> Task requirements: Report back every line below that carries the word "core".

> Records supplied:
──────

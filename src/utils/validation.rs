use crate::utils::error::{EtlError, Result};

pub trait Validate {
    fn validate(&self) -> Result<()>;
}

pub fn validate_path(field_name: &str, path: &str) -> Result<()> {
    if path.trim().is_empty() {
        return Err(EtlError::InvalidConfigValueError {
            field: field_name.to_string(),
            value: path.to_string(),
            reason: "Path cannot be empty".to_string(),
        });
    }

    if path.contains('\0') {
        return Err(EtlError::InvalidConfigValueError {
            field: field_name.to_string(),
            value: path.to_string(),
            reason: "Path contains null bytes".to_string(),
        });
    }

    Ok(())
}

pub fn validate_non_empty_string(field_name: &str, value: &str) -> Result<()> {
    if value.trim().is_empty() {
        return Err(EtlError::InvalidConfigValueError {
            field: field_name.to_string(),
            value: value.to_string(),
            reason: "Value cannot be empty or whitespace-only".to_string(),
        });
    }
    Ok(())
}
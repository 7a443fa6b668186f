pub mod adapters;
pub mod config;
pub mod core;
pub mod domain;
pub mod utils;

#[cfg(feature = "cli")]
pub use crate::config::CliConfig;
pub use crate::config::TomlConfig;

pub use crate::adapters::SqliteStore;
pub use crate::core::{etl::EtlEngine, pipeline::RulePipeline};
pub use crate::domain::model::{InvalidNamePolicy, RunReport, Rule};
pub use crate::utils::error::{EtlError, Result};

──────

> Answer section:
pub mod core;
pub use crate::core::{etl::EtlEngine, pipeline::RulePipeline};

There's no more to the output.